Elle rougissait, elle comprenait qu’on ne tombait pas de la sorte chez le monde. Déjà, dans le wagon, dès que le train avait quitté Valognes, elle s’était sentie pleine de regret ; et voilà pourquoi, à l’arrivée, elle avait laissé la malle et fait déjeuner les enfants.

— Voyons, dit tout d’un coup Baudu, causons peu et causons bien… Je t’ai écrit, c’est vrai, mais il y a un an ; et, vois-tu, ma pauvre fille, les affaires n’ont guère marché, depuis un an…

Il s’arrêta, étranglé par une émotion qu’il ne voulait pas montrer.
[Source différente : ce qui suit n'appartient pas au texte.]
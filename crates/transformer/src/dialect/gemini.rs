//! Gemini dialect adapters over the Generative Language, Vertex and
//! Cloudflare gateway platforms.

use std::sync::Arc;

use async_trait::async_trait;
use config::{PlatformType, ProviderConfig};
use futures::StreamExt;
use http::{HeaderMap, HeaderValue, Method, StatusCode, header};
use secrecy::SecretString;

use crate::aggregate::{self, ResponseMeta};
use crate::dialect::{ApiFormat, Inbound, Outbound, ResponseStream, SseFrameStream};
use crate::error::{Error, Result};
use crate::http::{
    ApiKeyProvider, AuthConfig, AuthKind, EventStream, HttpError, HttpRequest, HttpResponse,
    RawRequest, StaticKeyProvider,
};
use crate::messages::unified::TransformerMetadata;
use crate::messages::unified::{from_gemini, to_gemini};
use crate::messages::{gemini, unified};
use crate::sse;

const DEFAULT_API_VERSION: &str = "v1beta";

const GENERATE: &str = "generateContent";
const STREAM_GENERATE: &str = "streamGenerateContent";

fn json_headers() -> HeaderMap {
    let mut headers = HeaderMap::new();
    headers.insert(header::CONTENT_TYPE, HeaderValue::from_static("application/json"));
    headers
}

/// Caller-facing adapter for the Gemini dialect.
#[derive(Debug, Default, Clone, Copy)]
pub struct InboundGemini;

#[async_trait]
impl Inbound for InboundGemini {
    fn api_format(&self) -> ApiFormat {
        ApiFormat::Gemini
    }

    async fn transform_request(&self, mut raw: RawRequest) -> Result<unified::Request> {
        let (model, action) = parse_model_path(&raw.path)?;

        let wire: gemini::GenerateContentRequest = serde_json::from_slice(&raw.body)
            .map_err(|e| Error::InvalidRequest(format!("invalid request body: {e}")))?;

        let mut request = unified::Request::from(wire);
        request.model = model;
        request.stream = Some(action == STREAM_GENERATE).filter(|streaming| *streaming);

        // `alt=sse` is transport detail of this edge; it must not leak to a
        // backend speaking another shape.
        raw.strip_query_param("alt");
        request.raw_request = Some(Arc::new(raw));

        request.validate()?;

        Ok(request)
    }

    fn transform_response(&self, response: unified::Response) -> Result<HttpResponse> {
        let wire = to_gemini::response_to_gemini(response)?;
        let body = serde_json::to_vec(&wire)
            .map_err(|e| Error::Internal(Some(format!("response serialization failed: {e}"))))?;

        Ok(HttpResponse {
            status: StatusCode::OK,
            headers: json_headers(),
            body,
            metadata: TransformerMetadata::default(),
        })
    }

    fn transform_stream(&self, stream: ResponseStream) -> SseFrameStream {
        // This dialect's SSE carries no terminal sentinel; the stream just
        // ends.
        stream
            .filter_map(|result| async move {
                match result {
                    Ok(response) if response.is_done() => None,
                    Ok(response) => match to_gemini::response_to_gemini(response) {
                        Ok(wire) => match sonic_rs::to_string(&wire) {
                            Ok(json) => Some(Ok(sse::data_frame(&json))),
                            Err(e) => {
                                log::error!("failed to serialize stream chunk: {e}");
                                None
                            }
                        },
                        Err(e) => Some(Err(e)),
                    },
                    Err(e) => Some(Err(e)),
                }
            })
            .boxed()
    }

    fn aggregate_stream_chunks(&self, chunks: &[String]) -> Result<(Vec<u8>, ResponseMeta)> {
        let response = fold_gemini_chunks(chunks);
        let meta = ResponseMeta::of(&response);

        let body = serde_json::to_vec(&to_gemini::response_to_gemini(response)?)
            .map_err(|e| Error::Internal(Some(format!("aggregate serialization failed: {e}"))))?;

        Ok((body, meta))
    }

    fn transform_error(&self, error: &Error) -> HttpResponse {
        let status = error.status_code();

        let envelope = gemini::ErrorResponse {
            error: gemini::ErrorDetails {
                code: i64::from(status.as_u16()),
                message: error.client_message(),
                status: google_status(error).to_string(),
            },
        };

        HttpResponse {
            status,
            headers: json_headers(),
            body: serde_json::to_vec(&envelope).unwrap_or_default(),
            metadata: TransformerMetadata::default(),
        }
    }
}

/// Extract `(model, action)` from `/{version}/models/{model}:{action}`.
fn parse_model_path(path: &str) -> Result<(String, String)> {
    let invalid = || Error::InvalidRequest(format!("unsupported endpoint: {path}"));

    let (_, rest) = path.split_once("/models/").ok_or_else(invalid)?;
    let (model, action) = rest.split_once(':').ok_or_else(invalid)?;

    if model.is_empty() || !matches!(action, GENERATE | STREAM_GENERATE) {
        return Err(invalid());
    }

    Ok((model.to_string(), action.to_string()))
}

/// The RPC status label this dialect uses for a taxonomy entry.
fn google_status(error: &Error) -> &str {
    match error {
        Error::UpstreamHttp { kind, .. } if !kind.is_empty() => kind,
        Error::InvalidRequest(_) => "INVALID_ARGUMENT",
        Error::InvalidModel(_) => "NOT_FOUND",
        Error::Transport(_) => "UNAVAILABLE",
        Error::Cancelled => "CANCELLED",
        _ => "INTERNAL",
    }
}

/// Fold this dialect's chunk payloads through the shared aggregator,
/// skipping unparseable entries.
fn fold_gemini_chunks(chunks: &[String]) -> unified::Response {
    let mut aggregator = aggregate::StreamAggregator::new();
    let mut tool_index = 0u32;

    for data in chunks {
        if sse::is_done(data) {
            continue;
        }

        let Ok(wire) = sonic_rs::from_str::<gemini::GenerateContentResponse>(data) else {
            log::debug!("skipping invalid stream chunk");
            continue;
        };

        let Ok(mut chunk) = from_gemini::chunk_to_unified(wire) else {
            continue;
        };

        assign_tool_call_indices(&mut chunk, &mut tool_index);
        aggregator.push_unified(chunk);
    }

    aggregator.finish()
}

/// Number tool calls across a stream. The wire shape carries no index, so a
/// monotonic counter is threaded through successive chunks.
fn assign_tool_call_indices(chunk: &mut unified::Response, tool_index: &mut u32) {
    for choice in &mut chunk.choices {
        let Some(delta) = choice.delta.as_mut() else {
            continue;
        };
        let Some(calls) = delta.tool_calls.as_mut() else {
            continue;
        };

        for call in calls {
            call.index = Some(*tool_index);
            *tool_index += 1;
        }
    }
}

/// Provider-facing adapter for Gemini upstreams.
pub struct OutboundGemini {
    config: ProviderConfig,
    key_provider: Arc<dyn ApiKeyProvider>,
}

impl OutboundGemini {
    /// Build an adapter over a validated configuration and key source.
    pub fn new(
        config: ProviderConfig,
        key_provider: Option<Arc<dyn ApiKeyProvider>>,
    ) -> Result<Self> {
        config
            .validate()
            .map_err(|e| Error::InvalidRequest(e.to_string()))?;

        let key_provider = match key_provider {
            Some(provider) => provider,
            None => Arc::new(StaticKeyProvider::new(super::openai::static_key(&config)?)),
        };

        Ok(Self { config, key_provider })
    }

    /// Replace the endpoint configuration. Rotation is serialized by the
    /// caller; the adapter takes no locks.
    pub fn set_config(&mut self, config: ProviderConfig) -> Result<()> {
        config
            .validate()
            .map_err(|e| Error::InvalidRequest(e.to_string()))?;
        self.config = config;
        Ok(())
    }

    /// Replace the API key with a static secret.
    pub fn set_api_key(&mut self, key: SecretString) {
        self.key_provider = Arc::new(StaticKeyProvider::new(key));
    }

    /// Replace the base URL.
    pub fn set_base_url(&mut self, base_url: String) {
        self.config.set_base_url(base_url);
    }

    fn endpoint(&self, model: &str, streaming: bool) -> String {
        let base = self.config.trimmed_base_url();

        if self.config.is_raw_url() {
            return base.to_string();
        }

        let action = if streaming { STREAM_GENERATE } else { GENERATE };
        let suffix = if streaming { "?alt=sse" } else { "" };

        match self.config.platform {
            PlatformType::Vertex => {
                format!("{base}/v1/publishers/google/models/{model}:{action}{suffix}")
            }
            // The gateway already encodes the version prefix.
            PlatformType::Cloudflare => {
                format!("{base}/publishers/google/models/{model}:{action}{suffix}")
            }
            _ => {
                let version = self
                    .config
                    .api_version
                    .as_deref()
                    .unwrap_or(DEFAULT_API_VERSION);
                format!("{base}/{version}/models/{model}:{action}{suffix}")
            }
        }
    }

    fn auth_kind(&self) -> AuthKind {
        match self.config.platform {
            // Vertex and gateways in front of it authenticate with OAuth
            // bearer tokens; the consumer-keyed API uses its own header.
            PlatformType::Vertex | PlatformType::Cloudflare => AuthKind::Bearer,
            _ => AuthKind::Header("x-goog-api-key".to_string()),
        }
    }
}

#[async_trait]
impl Outbound for OutboundGemini {
    fn api_format(&self) -> ApiFormat {
        ApiFormat::Gemini
    }

    async fn transform_request(&self, request: unified::Request) -> Result<HttpRequest> {
        request.validate()?;

        if request.request_type != unified::RequestType::Chat {
            return Err(Error::InvalidRequest(format!(
                "request type {:?} is not supported by this upstream",
                request.request_type
            )));
        }

        let auth = AuthConfig {
            kind: self.auth_kind(),
            key: self.key_provider.get().await?,
        };

        let streaming = request.stream.unwrap_or(false);
        let url = self.endpoint(&request.model, streaming);

        let budgets = self.config.reasoning_effort_to_budget.as_ref();
        let wire = to_gemini::request_to_gemini(request, budgets)?;

        let body = sonic_rs::to_vec(&wire)
            .map_err(|e| Error::Internal(Some(format!("request serialization failed: {e}"))))?;

        let mut metadata = TransformerMetadata::default();
        metadata.set_outbound_format(GENERATE);

        Ok(HttpRequest {
            method: Method::POST,
            url,
            headers: json_headers(),
            body,
            auth: Some(auth),
            request_type: unified::RequestType::Chat,
            api_format: ApiFormat::Gemini,
            metadata,
        })
    }

    fn transform_response(&self, response: HttpResponse) -> Result<unified::Response> {
        let wire: gemini::GenerateContentResponse = serde_json::from_slice(&response.body)
            .map_err(|e| Error::InvalidResponse(format!("unparseable upstream body: {e}")))?;

        if wire.candidates.is_empty() {
            return Err(Error::InvalidResponse("upstream returned no candidates".into()));
        }

        Ok(from_gemini::response_to_unified(wire))
    }

    fn transform_stream(&self, stream: EventStream) -> ResponseStream {
        stream
            .scan(0u32, |tool_index, event| {
                let item: Option<Option<Result<unified::Response>>> = Some(match event {
                    Err(e) => Some(Err(e)),
                    Ok(event) if sse::is_done(&event.data) => Some(Ok(unified::Response::done())),
                    Ok(event) => match sonic_rs::from_str::<gemini::GenerateContentResponse>(&event.data) {
                        Ok(wire) => match from_gemini::chunk_to_unified(wire) {
                            Ok(mut chunk) => {
                                assign_tool_call_indices(&mut chunk, tool_index);
                                Some(Ok(chunk))
                            }
                            Err(e) => Some(Err(e)),
                        },
                        Err(e) => {
                            log::warn!("skipping malformed upstream chunk: {e}");
                            None
                        }
                    },
                });

                futures::future::ready(item)
            })
            .filter_map(|item| async move { item })
            .boxed()
    }

    fn aggregate_stream_chunks(&self, chunks: &[String]) -> Result<(Vec<u8>, ResponseMeta)> {
        let response = fold_gemini_chunks(chunks);
        let meta = ResponseMeta::of(&response);

        let body = serde_json::to_vec(&to_gemini::response_to_gemini(response)?)
            .map_err(|e| Error::Internal(Some(format!("aggregate serialization failed: {e}"))))?;

        Ok((body, meta))
    }

    fn transform_error(&self, error: HttpError) -> Error {
        let status = error.status.as_u16();

        match serde_json::from_slice::<gemini::ErrorResponse>(&error.body) {
            Ok(envelope) => Error::UpstreamHttp {
                status,
                kind: envelope.error.status,
                message: envelope.error.message,
                code: Some(envelope.error.code.to_string()),
            },
            Err(_) => Error::UpstreamHttp {
                status,
                kind: "api_error".to_string(),
                message: String::from_utf8_lossy(&error.body).into_owned(),
                code: None,
            },
        }
    }
}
Madame Baudu et Geneviève, l’air résigné, avaient baissé les yeux.

— Oh ! continua-t-il, c’est une crise qui passera, je suis bien tranquille… Seulement, j’ai diminué mon personnel, il n’y a plus ici que trois personnes, et le moment n’est guère venu d’en engager une quatrième. Enfin, je ne puis te prendre comme je te l’offrais, ma pauvre fille.

Denise l’écoutait, saisie, toute pâle. Il insista, en ajoutant :

— Ça ne vaudrait rien, ni pour toi, ni pour nous.

— C’est bien, mon oncle, finit-elle par dire péniblement. Je tâcherai de m’en tirer tout de même.

Les Baudu n’étaient pas de mauvaises gens. Mais ils se plaignaient de n’avoir jamais eu de chance. Au temps où leur commerce marchait, ils avaient dû élever cinq garçons, dont trois étaient morts à vingt ans ; le quatrième avait mal tourné, le cinquième venait de partir pour le Mexique, comme capitaine. Il ne leur restait que Geneviève. Cette famille avait coûté gros, et Baudu s’était achevé, en achetant à Rambouillet, le pays du père de sa femme, une grande baraque de maison. Aussi toute une aigreur grandissait-elle, dans sa loyauté maniaque de vieux commerçant.